[Description of the task]:
Please copy each line of the records below that includes the word "tokens".

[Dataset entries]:
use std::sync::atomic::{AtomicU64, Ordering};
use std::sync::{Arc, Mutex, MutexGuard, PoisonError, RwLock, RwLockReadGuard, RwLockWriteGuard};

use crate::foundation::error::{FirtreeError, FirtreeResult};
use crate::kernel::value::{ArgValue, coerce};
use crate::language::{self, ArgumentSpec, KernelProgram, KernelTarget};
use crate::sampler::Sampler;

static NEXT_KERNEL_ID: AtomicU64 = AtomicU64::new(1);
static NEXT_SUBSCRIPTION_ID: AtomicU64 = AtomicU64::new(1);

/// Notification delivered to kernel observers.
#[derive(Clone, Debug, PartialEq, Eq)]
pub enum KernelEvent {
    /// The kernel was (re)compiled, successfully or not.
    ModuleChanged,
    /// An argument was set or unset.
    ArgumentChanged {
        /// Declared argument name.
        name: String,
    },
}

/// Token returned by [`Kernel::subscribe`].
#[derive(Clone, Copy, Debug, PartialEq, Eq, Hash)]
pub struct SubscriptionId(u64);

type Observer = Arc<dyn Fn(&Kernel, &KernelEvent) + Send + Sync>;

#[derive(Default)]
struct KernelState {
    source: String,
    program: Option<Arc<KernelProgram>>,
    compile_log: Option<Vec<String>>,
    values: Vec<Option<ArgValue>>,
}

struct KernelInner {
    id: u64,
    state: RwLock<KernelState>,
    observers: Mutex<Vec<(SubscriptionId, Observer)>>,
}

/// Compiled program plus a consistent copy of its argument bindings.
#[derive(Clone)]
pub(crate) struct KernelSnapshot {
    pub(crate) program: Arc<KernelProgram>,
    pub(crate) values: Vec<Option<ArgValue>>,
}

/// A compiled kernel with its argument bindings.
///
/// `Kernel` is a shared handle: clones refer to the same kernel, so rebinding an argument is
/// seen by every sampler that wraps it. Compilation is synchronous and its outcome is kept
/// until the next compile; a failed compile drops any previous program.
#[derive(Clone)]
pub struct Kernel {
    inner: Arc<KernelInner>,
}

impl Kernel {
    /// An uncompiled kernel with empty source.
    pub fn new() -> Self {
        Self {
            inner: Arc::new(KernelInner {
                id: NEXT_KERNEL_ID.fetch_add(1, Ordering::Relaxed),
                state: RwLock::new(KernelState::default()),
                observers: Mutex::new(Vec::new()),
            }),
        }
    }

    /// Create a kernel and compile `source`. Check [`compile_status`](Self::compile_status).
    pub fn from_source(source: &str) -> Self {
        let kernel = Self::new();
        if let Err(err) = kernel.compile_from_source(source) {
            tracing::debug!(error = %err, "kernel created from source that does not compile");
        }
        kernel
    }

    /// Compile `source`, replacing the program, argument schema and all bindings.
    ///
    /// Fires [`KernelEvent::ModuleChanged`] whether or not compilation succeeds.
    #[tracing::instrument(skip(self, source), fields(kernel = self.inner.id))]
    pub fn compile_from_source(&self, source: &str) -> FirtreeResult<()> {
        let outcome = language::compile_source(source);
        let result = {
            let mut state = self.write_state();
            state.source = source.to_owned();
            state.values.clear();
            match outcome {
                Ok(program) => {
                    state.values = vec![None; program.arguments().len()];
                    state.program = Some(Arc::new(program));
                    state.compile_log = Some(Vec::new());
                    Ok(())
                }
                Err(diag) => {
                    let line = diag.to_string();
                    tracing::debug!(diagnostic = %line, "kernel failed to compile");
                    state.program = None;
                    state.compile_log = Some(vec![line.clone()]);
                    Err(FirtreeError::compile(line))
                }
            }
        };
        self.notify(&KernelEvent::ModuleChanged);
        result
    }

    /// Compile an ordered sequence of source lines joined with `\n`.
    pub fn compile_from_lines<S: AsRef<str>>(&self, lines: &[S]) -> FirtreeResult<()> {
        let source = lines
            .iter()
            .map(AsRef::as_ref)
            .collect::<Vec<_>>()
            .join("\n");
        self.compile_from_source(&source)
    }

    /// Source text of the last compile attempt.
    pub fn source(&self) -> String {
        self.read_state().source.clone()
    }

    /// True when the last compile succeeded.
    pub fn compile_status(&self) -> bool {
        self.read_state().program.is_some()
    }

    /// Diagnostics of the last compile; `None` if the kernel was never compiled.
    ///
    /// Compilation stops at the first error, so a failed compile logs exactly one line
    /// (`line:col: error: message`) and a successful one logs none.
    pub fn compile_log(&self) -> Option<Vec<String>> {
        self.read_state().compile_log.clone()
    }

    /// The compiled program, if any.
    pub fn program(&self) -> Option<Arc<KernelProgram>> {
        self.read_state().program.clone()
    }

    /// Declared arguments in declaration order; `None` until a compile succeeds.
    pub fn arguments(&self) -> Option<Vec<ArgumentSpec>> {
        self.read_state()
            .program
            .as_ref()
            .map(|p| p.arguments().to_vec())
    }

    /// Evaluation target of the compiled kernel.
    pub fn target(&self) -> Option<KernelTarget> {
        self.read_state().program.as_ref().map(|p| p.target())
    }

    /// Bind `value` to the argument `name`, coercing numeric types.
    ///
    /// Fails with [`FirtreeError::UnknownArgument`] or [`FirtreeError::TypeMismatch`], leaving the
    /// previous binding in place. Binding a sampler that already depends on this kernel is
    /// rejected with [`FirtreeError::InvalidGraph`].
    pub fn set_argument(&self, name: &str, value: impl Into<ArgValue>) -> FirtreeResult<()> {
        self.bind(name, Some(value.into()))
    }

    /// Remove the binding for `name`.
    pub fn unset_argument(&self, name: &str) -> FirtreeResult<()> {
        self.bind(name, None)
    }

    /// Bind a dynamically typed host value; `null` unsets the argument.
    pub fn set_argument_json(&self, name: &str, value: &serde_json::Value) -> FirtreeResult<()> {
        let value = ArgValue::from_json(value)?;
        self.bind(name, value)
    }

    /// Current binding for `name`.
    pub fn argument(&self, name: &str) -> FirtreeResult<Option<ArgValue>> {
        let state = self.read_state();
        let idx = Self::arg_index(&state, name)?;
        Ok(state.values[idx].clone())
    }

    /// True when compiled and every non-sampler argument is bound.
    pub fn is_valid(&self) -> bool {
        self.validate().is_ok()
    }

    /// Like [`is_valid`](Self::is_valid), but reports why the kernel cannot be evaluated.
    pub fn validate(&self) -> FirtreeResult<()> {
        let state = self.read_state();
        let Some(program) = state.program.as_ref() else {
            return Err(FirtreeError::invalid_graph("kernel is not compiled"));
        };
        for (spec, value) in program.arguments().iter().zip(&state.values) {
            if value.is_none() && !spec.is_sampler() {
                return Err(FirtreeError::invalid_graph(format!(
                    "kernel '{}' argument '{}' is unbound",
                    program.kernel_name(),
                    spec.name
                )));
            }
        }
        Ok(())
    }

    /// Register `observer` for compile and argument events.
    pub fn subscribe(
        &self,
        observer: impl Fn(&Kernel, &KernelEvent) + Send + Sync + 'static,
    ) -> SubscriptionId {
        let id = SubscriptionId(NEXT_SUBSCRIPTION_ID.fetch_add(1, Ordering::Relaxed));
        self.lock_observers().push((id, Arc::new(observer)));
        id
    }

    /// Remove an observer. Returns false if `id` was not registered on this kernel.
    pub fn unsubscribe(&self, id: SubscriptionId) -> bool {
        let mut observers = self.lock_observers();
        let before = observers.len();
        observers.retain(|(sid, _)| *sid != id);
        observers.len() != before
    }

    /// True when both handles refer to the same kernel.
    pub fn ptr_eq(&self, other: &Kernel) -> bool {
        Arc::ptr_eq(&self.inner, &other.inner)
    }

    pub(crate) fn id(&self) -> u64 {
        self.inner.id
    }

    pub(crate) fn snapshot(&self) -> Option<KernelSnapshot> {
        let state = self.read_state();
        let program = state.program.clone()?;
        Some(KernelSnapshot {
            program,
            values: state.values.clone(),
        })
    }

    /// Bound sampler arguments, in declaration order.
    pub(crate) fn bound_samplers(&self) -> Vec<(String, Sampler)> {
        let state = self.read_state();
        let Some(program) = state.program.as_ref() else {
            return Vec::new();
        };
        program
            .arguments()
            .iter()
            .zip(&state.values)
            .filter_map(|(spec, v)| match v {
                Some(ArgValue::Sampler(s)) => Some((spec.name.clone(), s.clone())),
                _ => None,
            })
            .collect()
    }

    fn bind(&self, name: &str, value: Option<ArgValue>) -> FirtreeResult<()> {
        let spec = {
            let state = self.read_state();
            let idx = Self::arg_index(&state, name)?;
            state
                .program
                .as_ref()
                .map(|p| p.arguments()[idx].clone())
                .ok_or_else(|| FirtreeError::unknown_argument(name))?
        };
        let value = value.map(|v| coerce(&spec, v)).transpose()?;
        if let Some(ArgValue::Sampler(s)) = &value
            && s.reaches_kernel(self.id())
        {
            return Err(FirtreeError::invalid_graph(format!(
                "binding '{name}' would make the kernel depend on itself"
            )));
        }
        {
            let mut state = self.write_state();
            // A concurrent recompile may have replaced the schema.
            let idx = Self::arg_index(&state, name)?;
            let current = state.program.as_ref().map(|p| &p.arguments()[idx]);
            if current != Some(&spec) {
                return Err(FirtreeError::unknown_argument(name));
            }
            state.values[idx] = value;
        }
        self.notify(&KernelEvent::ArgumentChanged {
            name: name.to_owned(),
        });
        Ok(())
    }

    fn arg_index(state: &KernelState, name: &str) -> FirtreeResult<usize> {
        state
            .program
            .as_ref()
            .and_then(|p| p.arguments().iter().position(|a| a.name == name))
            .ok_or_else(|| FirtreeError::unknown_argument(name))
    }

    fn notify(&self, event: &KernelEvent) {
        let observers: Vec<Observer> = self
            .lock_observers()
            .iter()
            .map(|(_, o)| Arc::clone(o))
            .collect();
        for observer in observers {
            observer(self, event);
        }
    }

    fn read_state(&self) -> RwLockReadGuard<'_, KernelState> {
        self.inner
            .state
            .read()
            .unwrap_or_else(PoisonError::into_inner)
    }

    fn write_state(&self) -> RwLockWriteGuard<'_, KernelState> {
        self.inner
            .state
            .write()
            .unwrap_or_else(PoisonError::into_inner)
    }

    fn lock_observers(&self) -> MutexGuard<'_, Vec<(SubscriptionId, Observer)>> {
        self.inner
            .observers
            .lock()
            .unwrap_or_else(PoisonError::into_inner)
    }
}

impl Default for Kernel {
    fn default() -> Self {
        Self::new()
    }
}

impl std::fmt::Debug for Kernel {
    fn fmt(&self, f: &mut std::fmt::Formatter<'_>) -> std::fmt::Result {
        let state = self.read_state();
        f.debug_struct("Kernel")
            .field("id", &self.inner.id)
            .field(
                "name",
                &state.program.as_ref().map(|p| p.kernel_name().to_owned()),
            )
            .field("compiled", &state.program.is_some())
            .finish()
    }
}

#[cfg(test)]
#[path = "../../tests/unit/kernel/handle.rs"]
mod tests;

* * *

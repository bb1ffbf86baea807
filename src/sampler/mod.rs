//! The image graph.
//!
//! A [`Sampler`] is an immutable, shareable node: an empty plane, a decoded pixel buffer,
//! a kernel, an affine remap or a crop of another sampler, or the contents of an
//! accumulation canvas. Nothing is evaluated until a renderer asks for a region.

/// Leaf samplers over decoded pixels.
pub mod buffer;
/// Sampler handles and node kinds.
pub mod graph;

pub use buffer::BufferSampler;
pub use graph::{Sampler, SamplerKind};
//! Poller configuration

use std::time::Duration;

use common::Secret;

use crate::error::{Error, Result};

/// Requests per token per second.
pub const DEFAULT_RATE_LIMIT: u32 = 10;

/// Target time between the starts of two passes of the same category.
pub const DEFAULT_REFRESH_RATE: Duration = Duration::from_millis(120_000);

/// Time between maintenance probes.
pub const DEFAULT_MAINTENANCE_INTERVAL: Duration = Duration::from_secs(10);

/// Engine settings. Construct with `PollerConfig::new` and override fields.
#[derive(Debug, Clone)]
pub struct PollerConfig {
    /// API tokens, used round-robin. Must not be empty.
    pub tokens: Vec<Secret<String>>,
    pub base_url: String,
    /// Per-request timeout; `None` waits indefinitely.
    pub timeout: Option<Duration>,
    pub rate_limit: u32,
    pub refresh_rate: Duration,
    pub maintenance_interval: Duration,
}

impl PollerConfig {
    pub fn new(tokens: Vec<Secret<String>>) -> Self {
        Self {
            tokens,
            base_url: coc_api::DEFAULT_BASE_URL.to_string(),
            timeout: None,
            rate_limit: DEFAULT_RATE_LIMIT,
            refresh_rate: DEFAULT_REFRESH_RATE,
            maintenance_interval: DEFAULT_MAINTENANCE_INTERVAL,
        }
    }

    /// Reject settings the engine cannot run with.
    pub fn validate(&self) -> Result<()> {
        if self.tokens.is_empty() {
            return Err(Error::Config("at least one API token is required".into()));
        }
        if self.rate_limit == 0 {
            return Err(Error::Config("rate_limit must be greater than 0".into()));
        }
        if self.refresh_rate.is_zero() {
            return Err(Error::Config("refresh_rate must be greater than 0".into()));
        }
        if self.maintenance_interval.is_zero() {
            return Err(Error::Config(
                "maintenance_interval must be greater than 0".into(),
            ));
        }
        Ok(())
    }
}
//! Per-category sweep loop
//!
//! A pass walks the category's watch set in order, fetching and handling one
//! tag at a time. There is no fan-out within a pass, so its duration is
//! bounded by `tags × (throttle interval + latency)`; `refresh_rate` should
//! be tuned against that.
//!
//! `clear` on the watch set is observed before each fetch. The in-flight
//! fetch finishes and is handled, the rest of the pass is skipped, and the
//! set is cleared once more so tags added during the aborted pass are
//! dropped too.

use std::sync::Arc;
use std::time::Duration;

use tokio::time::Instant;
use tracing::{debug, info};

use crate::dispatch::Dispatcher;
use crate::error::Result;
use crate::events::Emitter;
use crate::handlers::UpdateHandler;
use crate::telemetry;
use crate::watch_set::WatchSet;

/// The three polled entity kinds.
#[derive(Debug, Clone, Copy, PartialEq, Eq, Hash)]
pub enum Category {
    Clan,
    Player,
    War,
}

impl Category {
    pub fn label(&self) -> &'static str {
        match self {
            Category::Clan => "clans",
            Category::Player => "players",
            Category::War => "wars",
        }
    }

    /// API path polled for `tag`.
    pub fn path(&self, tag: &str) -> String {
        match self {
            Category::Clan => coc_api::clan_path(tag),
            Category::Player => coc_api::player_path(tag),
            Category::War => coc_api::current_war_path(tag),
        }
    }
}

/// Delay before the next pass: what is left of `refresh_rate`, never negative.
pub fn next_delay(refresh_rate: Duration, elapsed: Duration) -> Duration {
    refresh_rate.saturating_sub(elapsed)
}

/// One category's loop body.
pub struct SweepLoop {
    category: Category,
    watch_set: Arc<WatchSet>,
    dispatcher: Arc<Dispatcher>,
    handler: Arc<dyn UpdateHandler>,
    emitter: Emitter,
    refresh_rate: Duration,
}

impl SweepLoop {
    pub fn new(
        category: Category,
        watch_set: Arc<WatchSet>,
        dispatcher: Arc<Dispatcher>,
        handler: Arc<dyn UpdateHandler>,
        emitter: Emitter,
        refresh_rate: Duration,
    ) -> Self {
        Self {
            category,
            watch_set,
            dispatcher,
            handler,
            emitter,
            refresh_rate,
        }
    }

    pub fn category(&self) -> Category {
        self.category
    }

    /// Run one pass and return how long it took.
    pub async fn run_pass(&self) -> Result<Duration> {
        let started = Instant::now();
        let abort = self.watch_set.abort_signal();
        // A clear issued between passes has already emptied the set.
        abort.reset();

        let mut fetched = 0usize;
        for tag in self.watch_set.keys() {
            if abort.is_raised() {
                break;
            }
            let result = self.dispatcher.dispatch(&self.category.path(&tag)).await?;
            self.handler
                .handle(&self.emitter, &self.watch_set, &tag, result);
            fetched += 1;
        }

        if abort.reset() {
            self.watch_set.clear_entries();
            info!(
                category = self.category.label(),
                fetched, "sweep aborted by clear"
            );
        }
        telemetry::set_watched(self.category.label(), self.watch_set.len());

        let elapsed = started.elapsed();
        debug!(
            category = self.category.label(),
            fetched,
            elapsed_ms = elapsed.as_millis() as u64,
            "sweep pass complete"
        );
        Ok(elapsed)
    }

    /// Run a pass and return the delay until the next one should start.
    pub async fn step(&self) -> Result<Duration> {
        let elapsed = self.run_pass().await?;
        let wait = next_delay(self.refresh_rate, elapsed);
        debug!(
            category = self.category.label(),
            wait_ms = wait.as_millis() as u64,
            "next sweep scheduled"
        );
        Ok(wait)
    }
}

---

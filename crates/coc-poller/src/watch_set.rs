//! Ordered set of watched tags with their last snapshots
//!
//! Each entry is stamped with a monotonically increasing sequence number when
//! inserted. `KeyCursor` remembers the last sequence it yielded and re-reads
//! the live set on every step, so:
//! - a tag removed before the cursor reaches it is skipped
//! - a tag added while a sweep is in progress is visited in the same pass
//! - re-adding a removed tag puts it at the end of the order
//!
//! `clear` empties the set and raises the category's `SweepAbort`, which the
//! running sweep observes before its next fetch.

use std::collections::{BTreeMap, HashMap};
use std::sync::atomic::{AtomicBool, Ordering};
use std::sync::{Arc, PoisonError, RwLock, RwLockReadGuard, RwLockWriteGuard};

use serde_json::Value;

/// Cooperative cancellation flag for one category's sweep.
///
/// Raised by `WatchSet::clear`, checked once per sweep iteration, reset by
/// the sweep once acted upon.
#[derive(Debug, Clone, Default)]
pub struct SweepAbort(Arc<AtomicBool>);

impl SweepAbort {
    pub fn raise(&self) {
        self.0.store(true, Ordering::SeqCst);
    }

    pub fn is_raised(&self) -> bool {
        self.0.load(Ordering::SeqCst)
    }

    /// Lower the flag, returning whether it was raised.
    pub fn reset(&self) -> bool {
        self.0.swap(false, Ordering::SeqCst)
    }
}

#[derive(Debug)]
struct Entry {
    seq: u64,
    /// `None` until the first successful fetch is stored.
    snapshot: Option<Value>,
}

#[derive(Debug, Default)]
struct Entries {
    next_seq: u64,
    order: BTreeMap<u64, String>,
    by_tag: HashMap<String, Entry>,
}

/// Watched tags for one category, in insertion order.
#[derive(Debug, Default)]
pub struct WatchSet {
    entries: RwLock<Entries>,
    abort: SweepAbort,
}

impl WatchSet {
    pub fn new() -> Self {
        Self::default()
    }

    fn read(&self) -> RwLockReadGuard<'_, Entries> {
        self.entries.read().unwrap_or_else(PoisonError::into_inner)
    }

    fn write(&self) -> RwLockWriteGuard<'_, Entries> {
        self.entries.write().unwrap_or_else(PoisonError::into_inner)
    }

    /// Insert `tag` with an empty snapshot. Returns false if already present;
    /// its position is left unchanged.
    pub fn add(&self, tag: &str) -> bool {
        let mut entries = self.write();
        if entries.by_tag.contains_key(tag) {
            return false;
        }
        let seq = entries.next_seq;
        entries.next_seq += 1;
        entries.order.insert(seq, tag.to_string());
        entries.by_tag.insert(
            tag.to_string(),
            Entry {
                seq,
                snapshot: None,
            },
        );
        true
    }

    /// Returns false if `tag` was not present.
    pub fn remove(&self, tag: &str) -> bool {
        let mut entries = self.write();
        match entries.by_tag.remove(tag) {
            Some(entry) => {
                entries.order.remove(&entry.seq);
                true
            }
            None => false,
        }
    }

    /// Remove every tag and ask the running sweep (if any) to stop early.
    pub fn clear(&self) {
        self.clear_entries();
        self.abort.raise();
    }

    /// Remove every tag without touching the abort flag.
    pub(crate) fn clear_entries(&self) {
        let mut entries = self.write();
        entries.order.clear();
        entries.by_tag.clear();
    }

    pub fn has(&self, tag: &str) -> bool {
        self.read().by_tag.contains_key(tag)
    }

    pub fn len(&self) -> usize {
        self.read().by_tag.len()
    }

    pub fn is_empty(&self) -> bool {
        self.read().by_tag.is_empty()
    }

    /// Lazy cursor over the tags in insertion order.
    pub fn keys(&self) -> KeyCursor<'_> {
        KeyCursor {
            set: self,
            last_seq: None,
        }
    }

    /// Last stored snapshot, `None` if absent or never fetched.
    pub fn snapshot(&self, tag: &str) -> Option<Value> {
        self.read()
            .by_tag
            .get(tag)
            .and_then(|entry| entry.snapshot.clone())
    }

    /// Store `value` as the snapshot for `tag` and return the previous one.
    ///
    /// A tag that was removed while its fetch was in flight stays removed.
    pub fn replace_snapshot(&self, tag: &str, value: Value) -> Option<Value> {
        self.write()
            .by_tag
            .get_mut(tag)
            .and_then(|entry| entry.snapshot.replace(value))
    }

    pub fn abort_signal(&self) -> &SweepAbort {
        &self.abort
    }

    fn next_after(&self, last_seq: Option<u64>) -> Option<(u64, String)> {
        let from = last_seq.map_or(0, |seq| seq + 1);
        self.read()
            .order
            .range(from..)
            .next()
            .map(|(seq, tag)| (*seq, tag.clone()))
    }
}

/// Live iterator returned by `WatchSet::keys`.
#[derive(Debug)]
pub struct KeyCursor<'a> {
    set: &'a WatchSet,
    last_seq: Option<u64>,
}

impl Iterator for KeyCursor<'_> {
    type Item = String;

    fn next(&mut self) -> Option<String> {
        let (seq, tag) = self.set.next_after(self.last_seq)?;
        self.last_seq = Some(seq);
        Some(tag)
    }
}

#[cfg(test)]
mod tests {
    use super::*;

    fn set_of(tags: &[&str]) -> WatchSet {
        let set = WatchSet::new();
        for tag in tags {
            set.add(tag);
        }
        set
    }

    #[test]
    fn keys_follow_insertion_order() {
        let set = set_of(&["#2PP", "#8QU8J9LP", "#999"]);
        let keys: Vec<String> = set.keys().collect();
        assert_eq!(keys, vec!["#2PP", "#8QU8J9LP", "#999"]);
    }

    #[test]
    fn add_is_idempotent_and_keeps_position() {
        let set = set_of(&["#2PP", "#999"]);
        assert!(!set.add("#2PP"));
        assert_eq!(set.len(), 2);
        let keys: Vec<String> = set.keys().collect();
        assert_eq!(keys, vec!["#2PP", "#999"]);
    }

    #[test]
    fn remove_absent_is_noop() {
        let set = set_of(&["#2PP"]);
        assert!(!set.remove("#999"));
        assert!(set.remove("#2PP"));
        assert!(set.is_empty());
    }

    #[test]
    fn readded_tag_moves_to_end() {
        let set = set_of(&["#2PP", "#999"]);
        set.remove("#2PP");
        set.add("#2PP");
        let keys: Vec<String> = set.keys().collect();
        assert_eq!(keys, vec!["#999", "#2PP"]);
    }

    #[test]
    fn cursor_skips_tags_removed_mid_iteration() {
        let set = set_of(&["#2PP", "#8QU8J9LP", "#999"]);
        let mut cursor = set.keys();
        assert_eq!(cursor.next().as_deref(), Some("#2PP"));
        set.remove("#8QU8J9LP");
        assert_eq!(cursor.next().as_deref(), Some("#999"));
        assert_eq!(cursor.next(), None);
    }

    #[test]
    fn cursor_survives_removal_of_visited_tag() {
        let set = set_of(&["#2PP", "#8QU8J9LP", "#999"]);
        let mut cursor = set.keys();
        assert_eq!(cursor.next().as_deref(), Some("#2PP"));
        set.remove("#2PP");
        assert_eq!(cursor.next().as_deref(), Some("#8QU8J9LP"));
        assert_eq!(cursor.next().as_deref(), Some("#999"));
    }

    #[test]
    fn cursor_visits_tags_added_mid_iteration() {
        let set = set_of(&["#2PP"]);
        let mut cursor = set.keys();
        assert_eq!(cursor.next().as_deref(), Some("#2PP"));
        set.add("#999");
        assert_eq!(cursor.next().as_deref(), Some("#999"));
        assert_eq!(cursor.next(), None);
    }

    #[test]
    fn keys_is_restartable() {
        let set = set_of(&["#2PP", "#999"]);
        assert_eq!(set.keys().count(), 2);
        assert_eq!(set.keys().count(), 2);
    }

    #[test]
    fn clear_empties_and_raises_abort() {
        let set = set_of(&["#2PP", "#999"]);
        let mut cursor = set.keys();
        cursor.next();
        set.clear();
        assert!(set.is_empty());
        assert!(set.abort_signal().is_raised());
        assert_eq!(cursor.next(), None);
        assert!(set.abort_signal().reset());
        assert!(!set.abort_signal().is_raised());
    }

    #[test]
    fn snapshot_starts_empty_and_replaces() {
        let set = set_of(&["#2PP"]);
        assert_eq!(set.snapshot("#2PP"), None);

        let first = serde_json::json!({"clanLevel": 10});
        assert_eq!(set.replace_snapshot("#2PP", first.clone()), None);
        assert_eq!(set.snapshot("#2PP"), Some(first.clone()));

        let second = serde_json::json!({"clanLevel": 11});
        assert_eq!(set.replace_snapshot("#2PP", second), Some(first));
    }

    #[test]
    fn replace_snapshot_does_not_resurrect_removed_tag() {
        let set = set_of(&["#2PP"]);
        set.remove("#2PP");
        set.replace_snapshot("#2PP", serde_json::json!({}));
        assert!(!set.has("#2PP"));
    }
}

[Problem solution]:
    /// API tokens, used round-robin. Must not be empty.
    pub tokens: Vec<Secret<String>>,
    pub fn new(tokens: Vec<Secret<String>>) -> Self {
            tokens,
        if self.tokens.is_empty() {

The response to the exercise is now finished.